Re: [PATCH] locking/rwlocks: do not starve writers
From: Shakeel Butt
Date: Fri Jun 17 2022 - 15:34:57 EST
On Fri, Jun 17, 2022 at 12:19 PM Linus Torvalds
<torvalds@xxxxxxxxxxxxxxxxxxxx> wrote:
>
> On Fri, Jun 17, 2022 at 2:10 PM Eric Dumazet <edumazet@xxxxxxxxxx> wrote:
> >
> > So I wonder why we replaced eventpoll spinlock with an rwlock.
>
> Yeah, usually we've actually gone the other way.
>
> Spinning rwlocks are seldom a big win, unless you can get some
> secondary indirect win out of them.
>
> That secondary win is often:
>
> (a) unfairness is usually very good for throughput (iow, the very
> unfairness that you hit may *be* the reason why it looked good in some
> benchmark, and people decided "ok, let's do this").
>
> (b) the special case of "interrupts take the lock for reading only"

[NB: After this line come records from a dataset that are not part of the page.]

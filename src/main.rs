use std::io::{self, IsTerminal, Write};
use std::process::ExitCode;

use chrono::Local;
use clap::{CommandFactory, Parser, Subcommand};
use clap_complete::{generate, Shell};
use tracing::debug;
use tracing_subscriber::EnvFilter;

use taskday::commands::*;
use taskday::config::Config;
use taskday::storage::TaskStore;
use taskday::tui::run_tui;

#[derive(Parser)]
#[command(name = "taskday")]
#[command(about = "Personal task tracker with day-by-day grouping", long_about = None)]
struct Cli {
    /// Increase log verbosity (-v, -vv, -vvv)
    #[arg(short, long, action = clap::ArgAction::Count, global = true)]
    verbose: u8,
    #[command(subcommand)]
    command: Option<Commands>,
}

#[derive(Subcommand)]
enum Commands {
    /// Add a new task
    Add {
        /// Task name (quoted if it has spaces)
        name: String,
        /// Longer description
        #[arg(short, long)]
        description: Option<String>,
        /// Due date in YYYY-MM-DD
        #[arg(long)]
        due: Option<String>,
        /// Time of day, HH:MM or h:MM AM/PM
        #[arg(short, long)]
        time: Option<String>,
    },
    /// List pending tasks grouped by due day
    List,
    /// Mark a task as complete
    Done {
        id: u64,
    },
    /// Move a completed task back to pending
    Undo {
        id: u64,
    },
    /// Delete a task
    Remove {
        id: u64,
        /// Skip confirmation prompt
        #[arg(short, long)]
        force: bool,
    },
    /// Show completed tasks from before yesterday
    History {
        /// Include tasks completed today and yesterday
        #[arg(short, long)]
        all: bool,
    },
    /// Generate shell completions
    Completions {
        /// Shell to generate completions for (bash, zsh, fish, powershell, elvish)
        shell: String,
    },
    /// Open interactive TUI
    Ui,
}

fn init_tracing(verbose: u8) {
    let default_level = match verbose {
        0 => "warn",
        1 => "info",
        2 => "debug",
        _ => "trace",
    };
    let env_filter = EnvFilter::try_from_env("TASKDAY_LOG").unwrap_or_else(|_| EnvFilter::new(default_level));

    let init_result = tracing_subscriber::fmt()
        .with_env_filter(env_filter)
        .with_writer(io::stderr)
        .with_ansi(io::stderr().is_terminal())
        .try_init();

    if let Err(err) = init_result {
        debug!(error = %err, "tracing subscriber already set, continuing");
    }
}

fn confirm(prompt: &str) -> io::Result<bool> {
    print!("{} [y/N] ", prompt);
    io::stdout().flush()?;
    let mut input = String::new();
    io::stdin().read_line(&mut input)?;
    Ok(input.trim().eq_ignore_ascii_case("y"))
}

fn run(cli: Cli, cfg: Config) -> Result<(), Box<dyn std::error::Error>> {
    let now = Local::now();
    let mut store = TaskStore::open(cfg.data_file());

    match cli.command {
        Some(Commands::Add { name, description, due, time }) => {
            cmd_add(&mut store, AddInput { name, description, due, time }, &now, false)?;
        }
        Some(Commands::List) => cmd_list(&store, &now, cfg.undated),
        Some(Commands::Done { id }) => cmd_complete(&mut store, id, &now, false)?,
        Some(Commands::Undo { id }) => cmd_reopen(&mut store, id, false)?,
        Some(Commands::Remove { id, force }) => {
            let name = match store.get(id) {
                Some(t) => t.name.clone(),
                None => return Err(format!("Task {} not found", id).into()),
            };
            if !force && !confirm(&format!("Delete task '{}'? This cannot be undone.", name))? {
                println!("Aborted.");
                return Ok(());
            }
            cmd_remove(&mut store, id, false)?;
        }
        Some(Commands::History { all }) => cmd_history(&store, &now, all),
        Some(Commands::Completions { shell }) => {
            let shell_enum = match shell.as_str() {
                "bash" => Shell::Bash,
                "zsh" => Shell::Zsh,
                "fish" => Shell::Fish,
                "powershell" => Shell::PowerShell,
                "elvish" => Shell::Elvish,
                _ => return Err(format!("Unsupported shell: {}", shell).into()),
            };
            let mut cmd = Cli::command();
            generate(shell_enum, &mut cmd, "taskday", &mut io::stdout());
        }
        Some(Commands::Ui) | None => run_tui(store, &cfg)?,
    }
    Ok(())
}

fn main() -> ExitCode {
    let cli = Cli::parse();
    init_tracing(cli.verbose);

    let cfg = Config::load().unwrap_or_else(|e| {
        eprintln!("{}; using defaults", e);
        Config::default()
    });

    match run(cli, cfg) {
        Ok(()) => ExitCode::SUCCESS,
        Err(e) => {
            eprintln!("Error: {}", e);
            ExitCode::FAILURE
        }
    }
}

> thing that allows other readers to not disable interrupts
>
> IOW, the win of a spinning rwlock is not necessarily the "we allow
> multiple concurrent readers" that you'd expect, because if you have
> small sections of code you protect, that just isn't a big deal, and
> the costs are in the lock bouncing etc.
>
> It's also worth pointing out that rwlocks are only unfair *if* they
> hit that "reader from (soft)interrupt" case. Which means that such
> cases *really* had better either have very very short locked regions
> (with interrupts disabled), or they really need that (b) part above.
>
> And yes, the tasklist lock really needs the (b) part above. Disabling
> interrupts for task traversal would be completely and entirely
> unacceptable, because the traversal can actually be fairly expensive
> (lots and lots of threads).
>
> I suspect eventpoll just did the wrong thing.
>
In addition the commit log of commit a218cc491420 has this comment:
"(I assume that write side of a rwlock does not starve, it seems
qrwlock implementation has these guarantees)."
Since this assumption seems incorrect, is there any objection in
reverting the commit a218cc491420? Or do we need more
evidence/arguments/repro?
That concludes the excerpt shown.